The idea seems to be to try and remove the Blairite-Clintonite taint hanging over it.
That’s, more or less, when long-forgotten names started to pop up around in popular media.
Karl Polanyi, for instance. Don’t get me wrong, I have nothing bad -- or good, for that matter -- to say about that Karl: although I’ve started reading about him and his ideas, I’m not ready to make any pronouncement, yet. This jury is still out.
The reactions to Polanyi, however, puzzle me. On the one hand, people whose opinions I respect seem to think highly of him. A point goes to Polanyi.
The obsessive ill-will others demonstrate towards him suggests he might have been onto something, too. Believe it or not, that kind of thing may not make Polanyi's case, but it still helps it.

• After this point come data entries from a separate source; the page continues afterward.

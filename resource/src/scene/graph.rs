//! The `NODE` chunk codec: scene graph ⇄ blob.
//!
//! Chunk payload layout:
//!
//! ```text
//! 0x00  root uid    u32
//! 0x04  node count  u32
//! 0x08  nodes       pointer (8-byte slot) → packed node record array
//! ```

use std::cell::RefCell;
use std::rc::Rc;

use crate::error::ResourceError;
use crate::load::LoadContext;
use crate::platform::Platform;
use crate::relocation::Relocation;
use crate::save::{SaveContext, SaveOutput};
use crate::serializable::ResourceSerializable;

use super::node::{SceneNode, NODE_RECORD_SIZE};
use super::registry::NodeRegistry;

const GRAPH_HEADER_SIZE: usize = 0x10;

/// Materialize a `NODE` chunk into the registry and wire up parent/child
/// links.
pub(crate) fn load_graph(
    data: &[u8],
    relocations: &[Relocation],
    platform: Platform,
    version: u32,
    registry: &Rc<RefCell<NodeRegistry>>,
) -> Result<(), ResourceError> {
    let mut ctx = LoadContext::new(data, relocations, platform, version)
        .with_registry(Rc::clone(registry));
    let root_uid = ctx.read_u32(0x00);
    let count = ctx.read_u32(0x04) as usize;
    ctx.set_position(0x08);
    let nodes = ctx.load_shared_array_pointer::<SceneNode>(count)?;

    {
        let mut registry = registry.borrow_mut();
        for node in &nodes {
            if node.borrow().uid == root_uid {
                registry.set_root(Rc::clone(node));
            } else {
                registry.register(Rc::clone(node));
            }
        }
    }

    // Parents may appear after their children in the array, so links are
    // resolved in a second pass once every uid is registered.
    let registry_ref = registry.borrow();
    for node in &nodes {
        let (uid, parent_uid) = {
            let node = node.borrow();
            (node.uid, node.parent_uid)
        };
        if uid == root_uid {
            continue;
        }
        let parent = if parent_uid != 0 {
            registry_ref.find(parent_uid)
        } else {
            registry_ref.root()
        };
        match parent {
            Some(parent) => SceneNode::link(&parent, node),
            None => log::warn!("node {uid:#010x} references missing parent {parent_uid:#010x}"),
        }
    }

    Ok(())
}

/// Serialize the registry's graph back into `NODE` chunk blobs.
pub(crate) fn save_graph(
    registry: &NodeRegistry,
    platform: Platform,
    version: u32,
) -> SaveOutput {
    let nodes = registry.nodes();
    let mut ctx = SaveContext::new(platform, version);

    let header = ctx.allocate(GRAPH_HEADER_SIZE, 16, false);
    ctx.write_u32(&header, 0x00, registry.root_uid());
    ctx.write_u32(&header, 0x04, nodes.len() as u32);
    let array = ctx.save_generic_pointer(&header, 0x08, nodes.len() * NODE_RECORD_SIZE, 16);
    for (index, node) in nodes.iter().enumerate() {
        let record = array.at(index * NODE_RECORD_SIZE, NODE_RECORD_SIZE);
        node.borrow().save(&mut ctx, &record);
    }

    ctx.finish()
}

#[cfg(test)]
mod tests {
    use super::*;
    use crate::scene::NodeKind;

    fn shared(node: SceneNode) -> Rc<RefCell<SceneNode>> {
        Rc::new(RefCell::new(node))
    }

    #[test]
    fn graph_roundtrip_links_parents() {
        let mut registry = NodeRegistry::new();
        let root = shared(SceneNode::new("Scene"));
        let folder = shared(SceneNode::new("markers"));
        let marker = shared(SceneNode::new("start").with_kind(NodeKind::Marker { index: 0 }));
        registry.set_root(Rc::clone(&root));
        registry.register(Rc::clone(&folder));
        registry.register(Rc::clone(&marker));
        SceneNode::link(&root, &folder);
        SceneNode::link(&folder, &marker);

        let output = save_graph(&registry, Platform::Win32, 2);

        let reloaded = Rc::new(RefCell::new(NodeRegistry::new()));
        load_graph(
            &output.data,
            &output.relocations,
            Platform::Win32,
            2,
            &reloaded,
        )
        .unwrap();

        let reloaded = reloaded.borrow();
        assert_eq!(reloaded.len(), 3);
        assert_eq!(reloaded.root_uid(), root.borrow().uid);

        let marker_uid = marker.borrow().uid;
        let found = reloaded.find(marker_uid).unwrap();
        assert_eq!(found.borrow().name, "start");
        assert_eq!(found.borrow().kind, NodeKind::Marker { index: 0 });

        let found_parent = found.borrow().parent().unwrap();
        assert_eq!(found_parent.borrow().name, "markers");
        let found_root = found_parent.borrow().parent().unwrap();
        assert_eq!(found_root.borrow().uid, reloaded.root_uid());
        assert_eq!(found_root.borrow().children().len(), 1);
    }

    #[test]
    fn orphan_nodes_attach_to_root() {
        let mut registry = NodeRegistry::new();
        let root = shared(SceneNode::new("Scene"));
        let stray = shared(SceneNode::new("stray"));
        registry.set_root(Rc::clone(&root));
        registry.register(Rc::clone(&stray));

        let output = save_graph(&registry, Platform::WiiU, 2);
        let reloaded = Rc::new(RefCell::new(NodeRegistry::new()));
        load_graph(
            &output.data,
            &output.relocations,
            Platform::WiiU,
            2,
            &reloaded,
        )
        .unwrap();

        let reloaded = reloaded.borrow();
        let root = reloaded.root().unwrap();
        assert_eq!(root.borrow().children().len(), 1);
        assert_eq!(root.borrow().children()[0].borrow().name, "stray");
    }
}
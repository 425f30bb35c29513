//! Virtual file system abstraction for the Kestrel toolkit.
//!
//! Gives the resource tooling one byte-level API over multiple storage
//! backends through the [`VfsProvider`] trait and the [`Vfs`] router. The
//! serialization core is synchronous and single-threaded, so every
//! operation here is a plain blocking call returning `Result` — no futures,
//! no runtime.
//!
//! # Providers
//!
//! - [`MemoryProvider`] — in-memory storage for tests and embedded data
//!   (read-write)
//! - [`DirectoryProvider`] — a directory tree on the native filesystem
//!   (read-write)
//!
//! Archive formats (pack files and the like) plug in by implementing
//! [`VfsProvider`] over their table of contents; the router and the tooling
//! treat them purely as byte sources.
//!
//! # Read-Only vs Read-Write
//!
//! Read operations are required. Write operations default to
//! [`VfsError::ReadOnly`]; writable providers override them and return
//! `false` from [`VfsProvider::is_read_only`].

mod error;
mod filesystem;
mod memory;
pub mod path;
mod provider;
mod vfs;

pub use error::VfsError;
pub use filesystem::DirectoryProvider;
pub use memory::MemoryProvider;
pub use provider::VfsProvider;
pub use vfs::Vfs;
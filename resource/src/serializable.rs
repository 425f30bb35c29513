//! The serialization capability contract.

use crate::error::ResourceError;
use crate::load::LoadContext;
use crate::save::SaveContext;
use crate::save_buffer::SaveBuffer;

/// Capability implemented by every record that lives inside a resource blob.
///
/// The load and save contexts are written entirely against this trait; they
/// never see concrete record types. Implementations may read either at an
/// explicit base captured on entry (`let base = ctx.position()` followed by
/// pure `read_*(base + field)` calls) or sequentially through the advancing
/// `next_*` reads — the context re-positions the cursor from
/// [`serialized_size`](ResourceSerializable::serialized_size) after `load`
/// returns, so both styles compose.
///
/// The one invariant that must hold for array and pointer walking to work:
/// `serialized_size()` equals the exact byte footprint the record occupies
/// in the blob, for every state the record can be in.
pub trait ResourceSerializable: Default + 'static {
    /// Populate `self` from the context's current position.
    fn load(&mut self, ctx: &mut LoadContext<'_>) -> Result<(), ResourceError>;

    /// Write `self` into `buffer`, using the same offsets `load` reads from.
    ///
    /// Nested allocations (pointed-to payloads, strings, child records) go
    /// through the context, which assigns their addresses and records the
    /// relocations.
    fn save(&self, ctx: &mut SaveContext, buffer: &SaveBuffer);

    /// Exact byte footprint of this record in a blob.
    fn serialized_size(&self) -> usize;
}
//! VFS path normalization.

use crate::VfsError;

/// Normalize a VFS path into `segment/segment/...` form.
///
/// Backslashes become forward slashes, empty and `.` segments disappear,
/// and leading/trailing separators are stripped. `..` segments are rejected
/// outright — a VFS path can never climb out of its provider root.
pub fn normalize(path: &str) -> Result<String, VfsError> {
    let mut out = String::with_capacity(path.len());
    for segment in path.split(['/', '\\']) {
        match segment {
            "" | "." => continue,
            ".." => {
                return Err(VfsError::InvalidPath(format!(
                    "'..' segment in '{path}'"
                )))
            }
            _ => {
                if !out.is_empty() {
                    out.push('/');
                }
                out.push_str(segment);
            }
        }
    }
    if out.is_empty() {
        return Err(VfsError::InvalidPath("empty path".into()));
    }
    Ok(out)
}

/// Split a normalized path into its source segment and the remainder.
pub(crate) fn split_source(path: &str) -> (&str, &str) {
    path.split_once('/').unwrap_or((path, ""))
}

#[cfg(test)]
mod tests {
    use super::*;

    #[test]
    fn normalizes_separators_and_dots() {
        assert_eq!(normalize("a/b/c.bin").unwrap(), "a/b/c.bin");
        assert_eq!(normalize("/a//b/").unwrap(), "a/b");
        assert_eq!(normalize("a\\b\\c.bin").unwrap(), "a/b/c.bin");
        assert_eq!(normalize("a/./b").unwrap(), "a/b");
    }

    #[test]
    fn rejects_escapes_and_empties() {
        assert!(normalize("a/../b").is_err());
        assert!(normalize("..").is_err());
        assert!(normalize("").is_err());
        assert!(normalize("//").is_err());
        assert!(normalize("./.").is_err());
    }

    #[test]
    fn splits_source_segment() {
        assert_eq!(split_source("data/tracks/t1.krdb"), ("data", "tracks/t1.krdb"));
        assert_eq!(split_source("lonely"), ("lonely", ""));
    }
}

On the other hand (you know what they say about economics) other things seem less favourable to Polanyi. I got a feeling of almost back-handed compliment when I saw ultra-Keynesian Brad DeLong, a self-described “neoliberal freak” who flies his flag high for globalisation, singing the praises of Polanyi and Alexis de Tocqueville … at the same time, in the same sentence, for Christ’s sake! One suspects that maybe is not so much what Polanyi wrote that recommends him to DeLong and that Polanyi was indeed elusive, as Daniel Luban said:
“To some extent Polanyi’s current popularity reflects the desire of the non-Marxist left for a champion of its own to compete with that other Karl.”
If that's not a sign something's wrong with capitalism, I don't know what is.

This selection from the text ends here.